Further, other agencies are using existing rule-making authority, not derived from the Cures Act, to harmonize the regulatory landscape and ease FHIR adoption. For example, the U.S. Department of Health and Human Services (HHS) Office of Civil Rights (OCR) has proposed to update the HIPAA privacy rule (HHS–OCR–0945–AA00)[33] with an expanded right of access for personal health apps and disclosures between providers for care coordination. Unlike the CMS and ONC final rules, the OCR HIPAA privacy proposed rule is not specific to FHIR; however, OCR's emphasize on standards-based APIs clearly benefits FHIR adoption.
In 2020, Brazil's Ministry of Health, by the IT Department of the SUS, started one of the world's largest platforms for national health interoperability, called the National Health Data Network, which uses HL7 FHIR r4 as a standard in all its information exchanges.[34]

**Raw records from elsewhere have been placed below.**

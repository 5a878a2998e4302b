//! The tree positioning pass.
//!
//! Horizontal placement follows depth: a child's left edge starts a fixed
//! spacing to the right of its parent's right edge, so the x offset of a node
//! accumulates every ancestor's own width. Vertical placement is computed
//! bottom-up: a subtree's span is the sum of its visible children's spans
//! (floored at the node's own height so tall cards cannot overlap their
//! neighbors), and each node sits vertically centered against its span.
//!
//! Collapsed nodes are positioned themselves but contribute nothing for their
//! descendants, which receive no position entry at all.

use indexmap::IndexMap;
use rustc_hash::FxHashMap;
use serde::{Deserialize, Serialize};

use canopy_core::cache::PositionCache;
use canopy_core::geom::{Bounds, Point};
use canopy_core::node::Size;
use canopy_core::tree::{ROOT_ID, TreeState};

#[derive(Debug, Clone, Serialize, Deserialize)]
#[serde(rename_all = "camelCase", default)]
pub struct LayoutConfig {
    /// Anchor of the (virtual) root; the first top-level subtree starts here.
    pub origin: Point,
    /// Horizontal gap between a parent's right edge and its children.
    pub layer_spacing: f64,
    /// Vertical gap between adjacent sibling subtrees.
    pub sibling_gap: f64,
    /// Box used for nodes that have not been measured yet (a freshly merged
    /// remote node before its first size pass).
    pub fallback_size: Size,
}

impl Default for LayoutConfig {
    fn default() -> Self {
        Self {
            origin: Point::new(0.0, 0.0),
            layer_spacing: 48.0,
            sibling_gap: 16.0,
            fallback_size: Size::new(80.0, 40.0),
        }
    }
}

/// Connector geometry for one visible parent→child link: a straight segment
/// from the parent's right-edge midpoint to the child's left-edge midpoint.
/// Hosts are free to render it as a curve through the same endpoints.
#[derive(Debug, Clone, PartialEq, Serialize, Deserialize)]
pub struct LayoutEdge {
    pub id: String,
    pub source: String,
    pub target: String,
    pub points: Vec<Point>,
}

#[derive(Debug, Clone, Default)]
pub struct LayoutResult {
    /// Top-left position per visible node, in depth-first display order.
    pub positions: IndexMap<String, Point>,
    /// One connector per visible non-top-level node, in display order.
    pub edges: Vec<LayoutEdge>,
    pub bounds: Option<Bounds>,
}

/// Lays out every visible node and replaces the cache contents with the fresh
/// positions. Identical inputs yield byte-identical results.
pub fn layout(tree: &TreeState, cfg: &LayoutConfig, cache: &mut PositionCache) -> LayoutResult {
    let mut spans: FxHashMap<String, f64> = FxHashMap::default();
    let top_level = tree.children_ordered(ROOT_ID);
    for id in &top_level {
        compute_span(tree, cfg, id, &mut spans);
    }

    let mut positions: IndexMap<String, Point> = IndexMap::new();
    let mut top = cfg.origin.y;
    for id in &top_level {
        let span = spans.get(id).copied().unwrap_or(0.0);
        place(tree, cfg, id, cfg.origin.x, top, &spans, &mut positions);
        top += span + cfg.sibling_gap;
    }

    let edges = connector_edges(tree, cfg, &positions);

    let bounds = Bounds::from_points(positions.iter().flat_map(|(id, p)| {
        let size = size_of(tree, cfg, id);
        [(p.x, p.y), (p.x + size.width, p.y + size.height)]
    }));

    cache.replace_all(positions.iter().map(|(id, p)| (id.clone(), *p)));

    LayoutResult {
        positions,
        edges,
        bounds,
    }
}

/// Derives connector segments for every positioned node whose parent is also
/// positioned (top-level nodes hang off the virtual root and get none).
fn connector_edges(
    tree: &TreeState,
    cfg: &LayoutConfig,
    positions: &IndexMap<String, Point>,
) -> Vec<LayoutEdge> {
    let mut edges = Vec::new();
    for (id, pos) in positions {
        let Some(parent) = tree.parent_of(id).filter(|p| *p != ROOT_ID) else {
            continue;
        };
        let Some(parent_pos) = positions.get(parent) else {
            continue;
        };
        let parent_size = size_of(tree, cfg, parent);
        let size = size_of(tree, cfg, id);
        edges.push(LayoutEdge {
            id: format!("edge_{parent}_{id}"),
            source: parent.to_string(),
            target: id.clone(),
            points: vec![
                Point::new(
                    parent_pos.x + parent_size.width,
                    parent_pos.y + parent_size.height / 2.0,
                ),
                Point::new(pos.x, pos.y + size.height / 2.0),
            ],
        });
    }
    edges
}

fn size_of(tree: &TreeState, cfg: &LayoutConfig, id: &str) -> Size {
    tree.node(id)
        .and_then(|n| n.size)
        .unwrap_or(cfg.fallback_size)
}

/// Bottom-up visible span of the subtree rooted at `id`.
fn compute_span(
    tree: &TreeState,
    cfg: &LayoutConfig,
    id: &str,
    spans: &mut FxHashMap<String, f64>,
) -> f64 {
    let own_height = size_of(tree, cfg, id).height;
    let collapsed = tree.node(id).is_some_and(|n| n.collapsed);

    let span = if collapsed {
        own_height
    } else {
        let children = tree.children_ordered(id);
        if children.is_empty() {
            own_height
        } else {
            let mut total = 0.0;
            for (i, child) in children.iter().enumerate() {
                if i > 0 {
                    total += cfg.sibling_gap;
                }
                total += compute_span(tree, cfg, child, spans);
            }
            total.max(own_height)
        }
    };
    spans.insert(id.to_string(), span);
    span
}

fn place(
    tree: &TreeState,
    cfg: &LayoutConfig,
    id: &str,
    x: f64,
    top: f64,
    spans: &FxHashMap<String, f64>,
    positions: &mut IndexMap<String, Point>,
) {
    let size = size_of(tree, cfg, id);
    let span = spans.get(id).copied().unwrap_or(size.height);

    // Centered against the subtree's vertical extent.
    let y = top + (span - size.height) / 2.0;
    positions.insert(id.to_string(), Point::new(x, y));

    if tree.node(id).is_some_and(|n| n.collapsed) {
        return;
    }

    let children = tree.children_ordered(id);
    if children.is_empty() {
        return;
    }

    let children_total: f64 = children
        .iter()
        .map(|c| spans.get(c).copied().unwrap_or(0.0))
        .sum::<f64>()
        + cfg.sibling_gap * (children.len() - 1) as f64;

    let child_x = x + size.width + cfg.layer_spacing;
    let mut child_top = top + (span - children_total) / 2.0;
    for child in &children {
        let child_span = spans.get(child).copied().unwrap_or(0.0);
        place(tree, cfg, child, child_x, child_top, spans, positions);
        child_top += child_span + cfg.sibling_gap;
    }
}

In 2020, Israel's Ministry of Health began working towards the goal of promoting accessibility of information to patients and caregivers through the adoption of the FHIR standard in health organizations in Israel. Its first act was to create the IL-CORE work team in order to adapt the necessary components for localization and regulation in the health system in Israel. The ministry, in cooperation with the Nonprofit Organization 8400, created the FHIR IL community, whose purpose is to encourage the adoption of the standard in the Israeli healthcare system while cooperating with healthcare organizations and the industry.[35] As part of a joint activity of the Ministry and 8400, a number of projects were launched for the implementation of FHIR in health management organizations (HMO) and hospitals, alongside other projects that are being independently promoted by healthcare organizations.[36] In addition, the Ministry of Health allocated budgets to the HMOs and other organizations for the purpose of establishing organizational FHIR infrastructure. In the 2020 Eli Hurvitz Conference on Economy and Society, run by the Israel Democracy Institute it was estimated that the cost of implementing central FHIR modules of in the Israeli healthcare system is estimated at about 400 million NIS over 5 years.[37] In 2023, the Israeli government began a legislative process to promote the sharing of information between organizations in the Israeli health ecosystem for the benefit of the patient, with an emphasis on patient empowerment and reduced information blocking.[38] The proposed legislation also refers to the need to standardize the data by adopting the FHIR standard and utilizing standard terminologies, such as SNOMED-CT, both in source systems and in the data exchange process. The sharing of information will be with the patient's consent, and this consent will be given according to data buckets.[39]